Stored data entries:
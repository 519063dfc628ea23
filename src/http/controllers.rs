//! Built-in controllers.
//!
//! The server binary has no application code of its own, so routes loaded
//! from configuration point at these.

use std::collections::BTreeMap;
use std::sync::Arc;

use axum::http::StatusCode;

use crate::dispatch::{Arguments, Container, Controller, DispatchError, Parameter};
use crate::http::{Request, Response};
use crate::routing::MISSING_ROUTE_STATUS_VAR;

pub const ECHO_CONTROLLER: &str = "Echo";
pub const HTTP_ERROR_CONTROLLER: &str = "HttpError";

/// Answers with a JSON description of the request and its arguments.
///
/// Every method name is accepted. Methods registered with [`EchoController::method`]
/// declare scalar parameters, which makes their values part of the output.
#[derive(Debug, Default, Clone)]
pub struct EchoController {
    methods: BTreeMap<String, Vec<Parameter>>,
}

impl EchoController {
    pub fn new() -> Self {
        Self::default()
    }

    pub fn method<I, S>(mut self, method: impl Into<String>, parameters: I) -> Self
    where
        I: IntoIterator<Item = S>,
        S: Into<String>,
    {
        self.methods.insert(
            method.into(),
            parameters.into_iter().map(Parameter::scalar).collect(),
        );
        self
    }
}

impl Controller for EchoController {
    fn parameters(&self, method: &str) -> Option<Vec<Parameter>> {
        Some(self.methods.get(method).cloned().unwrap_or_default())
    }

    fn call(&self, method: &str, arguments: Arguments, request: &Request) -> Result<Response, DispatchError> {
        let values: serde_json::Map<String, serde_json::Value> = arguments
            .iter()
            .filter_map(|(name, _)| {
                arguments
                    .value(name)
                    .map(|value| (name.to_string(), serde_json::Value::from(value)))
            })
            .collect();

        Ok(Response::json(&serde_json::json!({
            "action": method,
            "method": request.method().as_str(),
            "host": request.host(),
            "path": request.path(),
            "arguments": values,
        })))
    }
}

/// Renders an error page for the status in its `status_code` parameter.
#[derive(Debug, Default, Clone, Copy)]
pub struct HttpErrorController;

impl Controller for HttpErrorController {
    fn parameters(&self, _method: &str) -> Option<Vec<Parameter>> {
        Some(vec![Parameter::scalar(MISSING_ROUTE_STATUS_VAR).with_default("500")])
    }

    fn call(&self, _method: &str, arguments: Arguments, _request: &Request) -> Result<Response, DispatchError> {
        let status = arguments
            .value(MISSING_ROUTE_STATUS_VAR)
            .and_then(|code| code.parse::<u16>().ok())
            .and_then(|code| StatusCode::from_u16(code).ok())
            .unwrap_or(StatusCode::INTERNAL_SERVER_ERROR);

        let reason = status.canonical_reason().unwrap_or("Error");
        Ok(Response::new(status, format!("{} {}", status.as_u16(), reason)))
    }
}

/// Container with the built-in controllers bound.
pub fn default_container() -> Container {
    let container = Container::new();
    container.bind_controller_instance(ECHO_CONTROLLER, Arc::new(EchoController::new()));
    container.bind_controller_instance(HTTP_ERROR_CONTROLLER, Arc::new(HttpErrorController));
    container
}

#[cfg(test)]
mod tests {
    use super::*;
    use crate::dispatch::DependencyResolver;
    use crate::routing::{RouteOptions, Router};

    #[test]
    fn test_echo_reports_declared_arguments() {
        let container = Container::new();
        container.bind_controller_instance(
            ECHO_CONTROLLER,
            Arc::new(EchoController::new().method("show", ["id"])),
        );
        let mut router = Router::new(Arc::new(container));
        router
            .get("/items/{id}", "Echo@show", RouteOptions::new())
            .unwrap();

        let response = router.route(Request::get("/items/42")).unwrap();
        let body: serde_json::Value = serde_json::from_str(response.body()).unwrap();
        assert_eq!(body["action"], "show");
        assert_eq!(body["method"], "GET");
        assert_eq!(body["arguments"]["id"], "42");
    }

    #[test]
    fn test_http_error_uses_missing_route_status() {
        let router = Router::new(Arc::new(default_container()))
            .with_missing_route("HttpError@show")
            .unwrap();

        let response = router.route(Request::get("/nowhere")).unwrap();
        assert_eq!(response.status(), StatusCode::NOT_FOUND);
        assert_eq!(response.body(), "404 Not Found");
    }

    #[test]
    fn test_default_container_binds_builtins() {
        let container = default_container();
        assert!(container.resolve_controller(ECHO_CONTROLLER).is_ok());
        assert!(container.resolve_controller(HTTP_ERROR_CONTROLLER).is_ok());
    }
}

### WORK INSTRUCTIONS
Start with the line above that contains "#[derive(Debug, Default, Clone)]" and end with the line that contains "fn parameters(&self, method: &str)". Write out those lines exactly, and only those.

### YOUR RESPONSE
#[derive(Debug, Default, Clone)]
pub struct EchoController {
    methods: BTreeMap<String, Vec<Parameter>>,
}

impl EchoController {
    pub fn new() -> Self {
        Self::default()
    }

    pub fn method<I, S>(mut self, method: impl Into<String>, parameters: I) -> Self
    where
        I: IntoIterator<Item = S>,
        S: Into<String>,
    {
        self.methods.insert(
            method.into(),
            parameters.into_iter().map(Parameter::scalar).collect(),
        );
        self
    }
}

impl Controller for EchoController {
    fn parameters(&self, method: &str) -> Option<Vec<Parameter>> {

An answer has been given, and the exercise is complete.